This is Stonehurst right?
The main building totally gone now.



>


----------



## Guest (Jun 12, 2011)

Good idea for a thread Luka  I look forward to seeing CHCH bounce back better than ever


----------



## Andre_idol (Aug 6, 2008)

Ghost town is really the key word here. Impressive pictures. But it´s nice to know the rebuilding in underway


----------



## Milan Luka (Oct 10, 2007)

eastadl said:


> interesting pics Luka. Have the aftershocks stopped now and time for rebuild? Are there any shops or offices open around the mall areas or the square


Thanks mate. Aftershocks still goin but they getting weaker. Its still very random though, you can go days without feeling one and then get 3 decent ones in the space of an hour. 

Slowly the economy is returning to the cbd were it can. Life is returning to buildings outside the cordon that werent damaged. Its reassuring to see an office with people inside again, or a cafe owner cleaning up getting ready to reopen. But these are in the fringe cbd neighbourhoods, still no access to the Square or Pedestrian Malls.



KIWIKAAS said:


> Excellent thread Milan.
> 
> This is Stonehurst right?
> The main building totally gone now.


Cheers Bruce. How did you pick the backpacker haven the Stonehurst from that picture! You are right, walking across that ground yesterday I found a French 2 euro coin and part of a Singapore Airlines boarding pass.



SYDNEY said:


> Good idea for a thread Luka  I look forward to seeing CHCH bounce back better than ever


Hi Sydney. Thanks for that, I just thought, this is too important a moment in time. As much as I dont like seeing it, it helps me to accept whats happened. And yes, I look forward to seeing the city back on its feet again. Some great ideas being proposed. My favourite is the idea to rebuild a Kiwi copy of Copenhagen.



Andre_idol said:


> Ghost town is really the key word here. Impressive pictures. But it´s nice to know the rebuilding in underway


You do see people. Usually army, police or demolition workers, and then the curious with their cameras. On the weekends the border of the red zone can get really busy with tourists and locals curious to see whats become of the cbd.


----------



## Guest (Jun 13, 2011)

Milan Luka said:


> Hi Sydney. Thanks for that, I just thought, this is too important a moment in time. As much as I dont like seeing it, it helps me to accept whats happened. And yes, I look forward to seeing the city back on its feet again. Some great ideas being proposed. My favourite is the idea to rebuild a Kiwi copy of Copenhagen.

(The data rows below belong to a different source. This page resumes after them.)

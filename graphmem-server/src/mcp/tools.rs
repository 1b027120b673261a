// Copyright 2025 Graphmem (https://github.com/graphmem)
//
// This program is free software: you can redistribute it and/or modify
// it under the terms of the GNU Affero General Public License as published by
// the Free Software Foundation, either version 3 of the License, or
// (at your option) any later version.
//
// This program is distributed in the hope that it will be useful,
// but WITHOUT ANY WARRANTY; without even the implied warranty of
// MERCHANTABILITY or FITNESS FOR A PARTICULAR PURPOSE. See the
// GNU Affero General Public License for more details.
//
// You should have received a copy of the GNU Affero General Public License
// along with this program. If not, see <https://www.gnu.org/licenses/>.

//! Tool registry: every tool's name, argument schema, required permission
//! and optional memory-scope argument. The dispatcher consults this table
//! before touching any component.

use crate::auth::Principal;
use crate::mcp::protocol::Tool;
use serde_json::{json, Value};

#[derive(Debug, Clone, Copy, PartialEq, Eq)]
pub enum Permission {
    Read,
    Write,
    Admin,
}

impl Permission {
    pub fn as_str(&self) -> &'static str {
        match self {
            Permission::Read => "read",
            Permission::Write => "write",
            Permission::Admin => "admin",
        }
    }

    pub fn allowed(&self, principal: &Principal) -> bool {
        principal.has_permission(self.as_str())
    }
}

#[derive(Debug, Clone)]
pub struct ToolDef {
    pub name: &'static str,
    pub description: &'static str,
    pub permission: Permission,
    /// Name of the argument holding the memory scope, when the tool has one.
    pub memory_scope_arg: Option<&'static str>,
    pub input_schema: Value,
}

impl ToolDef {
    pub fn to_tool(&self) -> Tool {
        Tool {
            name: self.name.to_string(),
            description: Some(self.description.to_string()),
            input_schema: self.input_schema.clone(),
        }
    }
}

fn schema(required: &[&str], properties: Value) -> Value {
    json!({
        "type": "object",
        "properties": properties,
        "required": required,
    })
}

pub fn tool_definitions() -> Vec<ToolDef> {
    vec![
        ToolDef {
            name: "memory_create",
            description: "Create a new memory (isolated namespace) bound to an ontology",
            permission: Permission::Write,
            memory_scope_arg: Some("memory_id"),
            input_schema: schema(
                &["memory_id", "name", "ontology"],
                json!({
                    "memory_id": { "type": "string" },
                    "name": { "type": "string" },
                    "description": { "type": "string" },
                    "ontology": { "type": "string" },
                }),
            ),
        },
        ToolDef {
            name: "memory_delete",
            description: "Delete a memory and everything it owns",
            permission: Permission::Admin,
            memory_scope_arg: Some("memory_id"),
            input_schema: schema(&["memory_id"], json!({ "memory_id": { "type": "string" } })),
        },
        ToolDef {
            name: "memory_list",
            description: "List memories visible to the caller",
            permission: Permission::Read,
            memory_scope_arg: None,
            input_schema: schema(&[], json!({})),
        },
        ToolDef {
            name: "memory_stats",
            description: "Counts of documents, entities, relations and chunks in a memory",
            permission: Permission::Read,
            memory_scope_arg: Some("memory_id"),
            input_schema: schema(&["memory_id"], json!({ "memory_id": { "type": "string" } })),
        },
        ToolDef {
            name: "memory_graph",
            description: "Full graph of a memory (nodes, edges, documents)",
            permission: Permission::Read,
            memory_scope_arg: Some("memory_id"),
            input_schema: schema(&["memory_id"], json!({ "memory_id": { "type": "string" } })),
        },
        ToolDef {
            name: "memory_ingest",
            description: "Ingest a document: store, extract its graph, chunk and embed it",
            permission: Permission::Write,
            memory_scope_arg: Some("memory_id"),
            input_schema: schema(
                &["memory_id", "filename", "content_base64"],
                json!({
                    "memory_id": { "type": "string" },
                    "filename": { "type": "string" },
                    "content_base64": { "type": "string" },
                    "force": { "type": "boolean" },
                    "source_path": { "type": "string" },
                    "source_modified_at": { "type": "string" },
                }),
            ),
        },
        ToolDef {
            name: "memory_search",
            description: "Accent-insensitive entity search with graph context",
            permission: Permission::Read,
            memory_scope_arg: Some("memory_id"),
            input_schema: schema(
                &["memory_id", "query"],
                json!({
                    "memory_id": { "type": "string" },
                    "query": { "type": "string" },
                    "limit": { "type": "integer" },
                }),
            ),
        },
        ToolDef {
            name: "memory_get_context",
            description: "Everything known about one entity: documents, neighbours, relations",
            permission: Permission::Read,
            memory_scope_arg: Some("memory_id"),
            input_schema: schema(
                &["memory_id", "entity_name"],
                json!({
                    "memory_id": { "type": "string" },
                    "entity_name": { "type": "string" },
                }),
            ),
        },
        ToolDef {
            name: "question_answer",
            description: "Graph-Guided RAG: answer a question with cited sources",
            permission: Permission::Read,
            memory_scope_arg: Some("memory_id"),
            input_schema: schema(
                &["memory_id", "question"],
                json!({
                    "memory_id": { "type": "string" },
                    "question": { "type": "string" },
                    "limit": { "type": "integer" },
                }),
            ),
        },
        ToolDef {
            name: "memory_query",
            description: "Graph-Guided retrieval returning the raw entities and chunks",
            permission: Permission::Read,
            memory_scope_arg: Some("memory_id"),
            input_schema: schema(
                &["memory_id", "query"],
                json!({
                    "memory_id": { "type": "string" },
                    "query": { "type": "string" },
                    "limit": { "type": "integer" },
                }),
            ),
        },
        ToolDef {
            name: "document_list",
            description: "List the documents of a memory",
            permission: Permission::Read,
            memory_scope_arg: Some("memory_id"),
            input_schema: schema(&["memory_id"], json!({ "memory_id": { "type": "string" } })),
        },
        ToolDef {
            name: "document_get",
            description: "Metadata of one document",
            permission: Permission::Read,
            memory_scope_arg: Some("memory_id"),
            input_schema: schema(
                &["memory_id", "document_id"],
                json!({
                    "memory_id": { "type": "string" },
                    "document_id": { "type": "string" },
                }),
            ),
        },
        ToolDef {
            name: "document_delete",
            description: "Delete a document, its chunks, and orphaned entities",
            permission: Permission::Write,
            memory_scope_arg: Some("memory_id"),
            input_schema: schema(
                &["memory_id", "document_id"],
                json!({
                    "memory_id": { "type": "string" },
                    "document_id": { "type": "string" },
                }),
            ),
        },
        ToolDef {
            name: "ontology_list",
            description: "List the loaded extraction ontologies",
            permission: Permission::Read,
            memory_scope_arg: None,
            input_schema: schema(&[], json!({})),
        },
        ToolDef {
            name: "storage_check",
            description: "Compare object-store keys against the graph and report orphans",
            permission: Permission::Admin,
            memory_scope_arg: None,
            input_schema: schema(&[], json!({ "memory_id": { "type": "string" } })),
        },
        ToolDef {
            name: "storage_cleanup",
            description: "Delete orphaned objects (dry-run by default)",
            permission: Permission::Admin,
            memory_scope_arg: None,
            input_schema: schema(&[], json!({ "dry_run": { "type": "boolean" } })),
        },
        ToolDef {
            name: "backup_create",
            description: "Snapshot a memory (graph + vectors + document references)",
            permission: Permission::Admin,
            memory_scope_arg: Some("memory_id"),
            input_schema: schema(
                &["memory_id"],
                json!({
                    "memory_id": { "type": "string" },
                    "description": { "type": "string" },
                }),
            ),
        },
        ToolDef {
            name: "backup_list",
            description: "List backups, optionally for one memory",
            permission: Permission::Admin,
            memory_scope_arg: None,
            input_schema: schema(&[], json!({ "memory_id": { "type": "string" } })),
        },
        ToolDef {
            name: "backup_restore",
            description: "Restore a memory from a backup in the object store",
            permission: Permission::Admin,
            memory_scope_arg: None,
            input_schema: schema(&["backup_id"], json!({ "backup_id": { "type": "string" } })),
        },
        ToolDef {
            name: "backup_download",
            description: "Build a tar.gz archive of a backup, optionally with raw documents",
            permission: Permission::Admin,
            memory_scope_arg: None,
            input_schema: schema(
                &["backup_id"],
                json!({
                    "backup_id": { "type": "string" },
                    "include_documents": { "type": "boolean" },
                }),
            ),
        },
        ToolDef {
            name: "backup_delete",
            description: "Delete a backup from the object store",
            permission: Permission::Admin,
            memory_scope_arg: None,
            input_schema: schema(&["backup_id"], json!({ "backup_id": { "type": "string" } })),
        },
        ToolDef {
            name: "backup_restore_archive",
            description: "Restore a memory from an uploaded tar.gz archive",
            permission: Permission::Admin,
            memory_scope_arg: None,
            input_schema: schema(
                &["archive_base64"],
                json!({ "archive_base64": { "type": "string" } }),
            ),
        },
        ToolDef {
            name: "admin_create_token",
            description: "Create an access token (shown once)",
            permission: Permission::Admin,
            memory_scope_arg: None,
            input_schema: schema(
                &["client_name"],
                json!({
                    "client_name": { "type": "string" },
                    "email": { "type": "string" },
                    "permissions": { "type": "array", "items": { "type": "string" } },
                    "memory_ids": { "type": "array", "items": { "type": "string" } },
                    "expires_in_days": { "type": "integer" },
                }),
            ),
        },
        ToolDef {
            name: "admin_list_tokens",
            description: "List token metadata (never the tokens themselves)",
            permission: Permission::Admin,
            memory_scope_arg: None,
            input_schema: schema(&[], json!({ "include_revoked": { "type": "boolean" } })),
        },
        ToolDef {
            name: "admin_revoke_token",
            description: "Revoke a token by hash prefix",
            permission: Permission::Admin,
            memory_scope_arg: None,
            input_schema: schema(
                &["token_hash_prefix"],
                json!({ "token_hash_prefix": { "type": "string" } }),
            ),
        },
        ToolDef {
            name: "admin_update_token",
            description: "Add, remove or set a token's allowed memories",
            permission: Permission::Admin,
            memory_scope_arg: None,
            input_schema: schema(
                &["token_hash_prefix", "action"],
                json!({
                    "token_hash_prefix": { "type": "string" },
                    "action": { "type": "string", "enum": ["add", "remove", "set"] },
                    "memory_ids": { "type": "array", "items": { "type": "string" } },
                }),
            ),
        },
        ToolDef {
            name: "system_health",
            description: "Connectivity status of every dependency",
            permission: Permission::Read,
            memory_scope_arg: None,
            input_schema: schema(&[], json!({})),
        },
    ]
}
#[cfg(test)]
mod tests {
    use super::*;

    #[test]
    fn collection_names_are_sanitised() {
        let store = VectorStore::new(
            &graphmem_core::config::VectorStoreConfig {
                url: "http://qdrant:6333".into(),
                collection_prefix: "memory_".into(),
            },
            1024,
        );
        assert_eq!(store.collection_name("legal"), "memory_legal");
        assert_eq!(store.collection_name("quoteflow-legal"), "memory_quoteflow_legal");
    }

    #[test]
    fn payload_roundtrip() {
        let payload = json!({
            "text": "Le prestataire s'engage.",
            "sequence": 3,
            "total_chunks": 10,
            "document_id": "doc-1",
            "memory_id": "legal",
            "filename": "cga.pdf",
            "section_title": "Réversibilité",
            "article_number": "23.2",
            "section_path": ["Titre III", "Article 23"],
            "char_count": 24,
            "token_count": 6,
        });
        let chunk = payload_to_chunk(&payload);
        assert_eq!(chunk.sequence, 3);
        assert_eq!(chunk.document_id.as_deref(), Some("doc-1"));
        assert_eq!(chunk.section_path.len(), 2);
    }

    #[test]
    fn normalisation_is_idempotent() {
        let mut v = vec![3.0f32, 4.0];
        l2_normalize(&mut v);
        let norm: f32 = v.iter().map(|x| x * x).sum::<f32>().sqrt();
        assert!((norm - 1.0).abs() < 1e-5);

        let snapshot = v.clone();
        l2_normalize(&mut v);
        assert_eq!(v, snapshot);

        let mut zero = vec![0.0f32; 4];
        l2_normalize(&mut zero);
        assert_eq!(zero, vec![0.0; 4]);
    }
}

What a fantastic idea, the best example of how a city should be. Will Jan Gehl be involved at all ? CHCH should also look at Dresden. I spent a whole day looking through that thread, it is amazing how they have incorporated the "old" (newly built to resemble the old buildings that were lost) and the new. It is very inspirational .... you should send an email to CHCH Council and tell them to look at Dresden as well. It is all very exciting


----------



## Milan Luka (Oct 10, 2007)

*High Street/Lichfield Lanes

The quirky bohemian part of town. Sometimes seedy, sometimes grubby but always colourful. One of my favourite parts of the city. Many old brick buildings housing vegetarian cafes, brothels, tattoo parlours, vodka bars- you get the picture. Becoming popular with hipsters living in newly converted loft style apartments.*


----------



## Milan Luka (Oct 10, 2007)




----------



## Guest (Jun 13, 2011)

CHCH has just been rattled by a series of earthquakes again - is everything okay with you and yours - home still fine ? We are thinking of you :hug:


----------



## KIWIKAAS (May 13, 2003)

Milan Luka said:


> Cheers Bruce. How did you pick the backpacker haven the Stonehurst from that picture! You are right, walking across that ground yesterday I found a French 2 euro coin and part of a Singapore Airlines boarding pass.

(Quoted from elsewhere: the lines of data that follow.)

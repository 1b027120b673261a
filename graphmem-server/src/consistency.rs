// Copyright 2025 Graphmem (https://github.com/graphmem)
//
// This program is free software: you can redistribute it and/or modify
// it under the terms of the GNU Affero General Public License as published by
// the Free Software Foundation, either version 3 of the License, or
// (at your option) any later version.
//
// This program is distributed in the hope that it will be useful,
// but WITHOUT ANY WARRANTY; without even the implied warranty of
// MERCHANTABILITY or FITNESS FOR A PARTICULAR PURPOSE. See the
// GNU Affero General Public License for more details.
//
// You should have received a copy of the GNU Affero General Public License
// along with this program. If not, see <https://www.gnu.org/licenses/>.

//! Storage consistency: compare object-store keys against the graph's
//! `object_uri` set and report or delete orphans.
//!
//! The known-URI set is always the union across all memories, so a
//! document belonging to another memory is never an orphan of a scoped
//! check. Backup keys are never orphan candidates.

use graphmem_core::error::Result;
use graphmem_storage::{GraphStore, ObjectStore};
use serde::Serialize;
use std::collections::HashSet;
use std::sync::Arc;

#[derive(Debug, Clone, Serialize)]
pub struct ConsistencyReport {
    pub scanned_keys: usize,
    pub known_documents: usize,
    pub orphans: Vec<String>,
}

pub struct StorageChecker {
    graph: Arc<GraphStore>,
    objects: Arc<ObjectStore>,
}

impl StorageChecker {
    pub fn new(graph: Arc<GraphStore>, objects: Arc<ObjectStore>) -> Self {
        Self { graph, objects }
    }

    /// Compare object keys under `memories/{memory_id}/` (or all memories)
    /// against every document URI known to the graph.
    pub async fn check(&self, memory_id: Option<&str>) -> Result<ConsistencyReport> {
        let prefix = match memory_id {
            Some(id) => ObjectStore::memory_prefix(id),
            None => "memories/".to_string(),
        };

        let entries = self.objects.list_prefix(&prefix).await?;
        let known_uris = self.graph.all_document_uris().await?;
        let known_keys: HashSet<String> = known_uris
            .iter()
            .filter_map(|uri| ObjectStore::parse_key(uri).ok())
            .collect();

        let orphans = find_orphans(
            entries.iter().map(|e| e.key.as_str()),
            &known_keys,
        );

        tracing::info!(
            scope = memory_id.unwrap_or("*"),
            scanned = entries.len(),
            known = known_keys.len(),
            orphans = orphans.len(),
            "Storage check complete"
        );

        Ok(ConsistencyReport {
            scanned_keys: entries.len(),
            known_documents: known_keys.len(),
            orphans,
        })
    }

    /// Delete detected orphans. Dry-run by default; idempotent either way.
    pub async fn cleanup(&self, dry_run: bool) -> Result<serde_json::Value> {
        let report = self.check(None).await?;
        if dry_run {
            return Ok(serde_json::json!({
                "dry_run": true,
                "orphans": report.orphans,
                "would_delete": report.orphans.len(),
            }));
        }

        let mut deleted = 0usize;
        for key in &report.orphans {
            self.objects.delete(key).await?;
            deleted += 1;
        }

        tracing::info!(deleted, "Storage cleanup complete");
        Ok(serde_json::json!({
            "dry_run": false,
            "deleted": deleted,
            "orphans": report.orphans,
        }))
    }
}

/// Keys present in the object store but unknown to any memory's graph.
/// Backup keys are excluded outright.
pub fn find_orphans<'a>(
    scanned: impl Iterator<Item = &'a str>,
    known_keys: &HashSet<String>,
) -> Vec<String> {
    scanned
        .filter(|key| !key.starts_with(graphmem_storage::BACKUP_PREFIX))
        .filter(|key| !known_keys.contains(*key))
        .map(str::to_string)
        .collect()
}

#[cfg(test)]
mod tests {
    use super::*;

    #[test]
    fn orphan_detection_respects_known_set_and_backups() {
        let known: HashSet<String> = ["memories/m1/documents/d1", "memories/m2/documents/d2"]
            .iter()
            .map(|s| s.to_string())
            .collect();

        let scanned = vec![
            "memories/m1/documents/d1",      // known, belongs to m1
            "memories/m2/documents/d2",      // known, belongs to another memory
            "memories/m1/documents/leaked",  // orphan
            "_backups/m1/20240101T000000Z/manifest.json", // never a candidate
        ];

        let orphans = find_orphans(scanned.into_iter(), &known);
        assert_eq!(orphans, vec!["memories/m1/documents/leaked".to_string()]);
    }

    #[test]
    fn clean_store_reports_no_orphans() {
        let known: HashSet<String> =
            ["memories/m/documents/d".to_string()].into_iter().collect();
        let orphans = find_orphans(["memories/m/documents/d"].into_iter(), &known);
        assert!(orphans.is_empty());
    }
}
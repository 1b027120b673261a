// Copyright 2025 Graphmem (https://github.com/graphmem)
//
// This program is free software: you can redistribute it and/or modify
// it under the terms of the GNU Affero General Public License as published by
// the Free Software Foundation, either version 3 of the License, or
// (at your option) any later version.
//
// This program is distributed in the hope that it will be useful,
// but WITHOUT ANY WARRANTY; without even the implied warranty of
// MERCHANTABILITY or FITNESS FOR A PARTICULAR PURPOSE. See the
// GNU Affero General Public License for more details.
//
// You should have received a copy of the GNU Affero General Public License
// along with this program. If not, see <https://www.gnu.org/licenses/>.

//! Service configuration.
//!
//! Loaded with priority: TOML file > environment > defaults. Mandatory
//! settings (object-store credentials, graph password, LLM endpoint,
//! bootstrap admin key) are enforced by [`ServerConfig::validate`].

use anyhow::Result;
use serde::{Deserialize, Serialize};
use std::net::SocketAddr;
use std::path::{Path, PathBuf};

#[derive(Debug, Clone, Default, Deserialize, Serialize)]
pub struct ServerConfig {
    #[serde(default)]
    pub server: HttpConfig,
    #[serde(default)]
    pub object_store: ObjectStoreConfig,
    #[serde(default)]
    pub graph: GraphStoreConfig,
    #[serde(default)]
    pub vector: VectorStoreConfig,
    #[serde(default)]
    pub llm: LlmConfig,
    #[serde(default)]
    pub auth: AuthConfig,
    #[serde(default)]
    pub limits: Limits,
}

#[derive(Debug, Clone, Deserialize, Serialize)]
pub struct HttpConfig {
    /// HTTP listen address (e.g. "0.0.0.0:8002").
    #[serde(default = "default_listen_addr")]
    pub listen_addr: String,

    #[serde(default = "default_true")]
    pub enable_cors: bool,
}

#[derive(Debug, Clone, Default, Deserialize, Serialize)]
pub struct ObjectStoreConfig {
    /// S3-compatible endpoint URL.
    #[serde(default)]
    pub endpoint: String,
    #[serde(default)]
    pub access_key: String,
    #[serde(default)]
    pub secret_key: String,
    #[serde(default)]
    pub bucket: String,
    #[serde(default = "default_region")]
    pub region: String,
}

#[derive(Debug, Clone, Deserialize, Serialize)]
pub struct GraphStoreConfig {
    /// Neo4j HTTP endpoint (transactional Cypher API).
    #[serde(default = "default_graph_uri")]
    pub uri: String,
    #[serde(default = "default_graph_user")]
    pub user: String,
    #[serde(default)]
    pub password: String,
    #[serde(default = "default_graph_database")]
    pub database: String,
}

#[derive(Debug, Clone, Deserialize, Serialize)]
pub struct VectorStoreConfig {
    /// Qdrant REST endpoint.
    #[serde(default = "default_vector_url")]
    pub url: String,
    /// Prefix for per-memory collection names.
    #[serde(default = "default_collection_prefix")]
    pub collection_prefix: String,
}
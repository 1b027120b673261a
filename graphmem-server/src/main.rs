// Copyright 2025 Graphmem (https://github.com/graphmem)
//
// This program is free software: you can redistribute it and/or modify
// it under the terms of the GNU Affero General Public License as published by
// the Free Software Foundation, either version 3 of the License, or
// (at your option) any later version.
//
// This program is distributed in the hope that it will be useful,
// but WITHOUT ANY WARRANTY; without even the implied warranty of
// MERCHANTABILITY or FITNESS FOR A PARTICULAR PURPOSE. See the
// GNU Affero General Public License for more details.
//
// You should have received a copy of the GNU Affero General Public License
// along with this program. If not, see <https://www.gnu.org/licenses/>.

use anyhow::Result;
use clap::Parser;
use graphmem_core::ServerConfig;
use graphmem_server::run_server;
use std::path::PathBuf;

#[derive(Parser, Debug)]
#[command(author, version, about = "Graphmem: knowledge-graph memory service", long_about = None)]
struct Args {
    /// Path to configuration file (TOML); environment variables otherwise.
    #[arg(short, long)]
    config: Option<PathBuf>,

    /// Listen port (overrides configuration).
    #[arg(long)]
    port: Option<u16>,
}

#[tokio::main]
async fn main() -> Result<()> {
    let args = Args::parse();

    let mut config = ServerConfig::load(args.config)?;

    if let Some(port) = args.port {
        let host = config
            .server
            .listen_addr
            .rsplit_once(':')
            .map(|(host, _)| host.to_string())
            .unwrap_or_else(|| "0.0.0.0".to_string());
        config.server.listen_addr = format!("{}:{}", host, port);
    }

    run_server(config).await
}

Hey dude. Just read about the aftershock. Hope you're OK. 

I've had business relations with Stonehurst for years and once stayed in one of the motel units to the right. The terracotta brown gave it away.


----------



## christos-greece (Feb 19, 2008)

Sad photos from Christchurch; looks like a ghost, deserted town  and more aftershock tremors too...

I hope the best for Christchurch and its people


----------



## Benonie (Dec 21, 2005)

Oh my God, terrible news again. I feel sad for the people over there. Hope they get over it soon and can rebuilt those beautiful places!


----------



## tim1807 (May 28, 2011)

The most damage is to old buildings, not the stronger new building.


----------



## spongeg (May 1, 2006)

they had two 6.0 and a 6.5 quakes or aftershocks - more damage - I saw pics on Canadian TV - seems like it could be a while for things to get back to normal

best of luck and best wishes for all there

some pics and news: http://www.dailymail.co.uk/travel/a...quake-Christchurch-airport-open-business.html


----------



## Andre_idol (Aug 6, 2008)

And it happened again  I´ve read 10 people are injured and I believe some of those damaged buildings are now even weaker. All the best.


----------



## skylark (Jan 27, 2010)

it really breaks my heart to see this once beautiful city in a deplorable state.
good luck for the reconstruction.


----------



## Urbanista1 (Sep 13, 2006)

great to see rebuilding underway. all the best to you guys, hope to visit you soon


----------



## Milan Luka (Oct 10, 2007)

On behalf of everyone in Christchurch thanks everyone for your words of support. Yes weve had a truly bumpy ride since 1pm yesterday.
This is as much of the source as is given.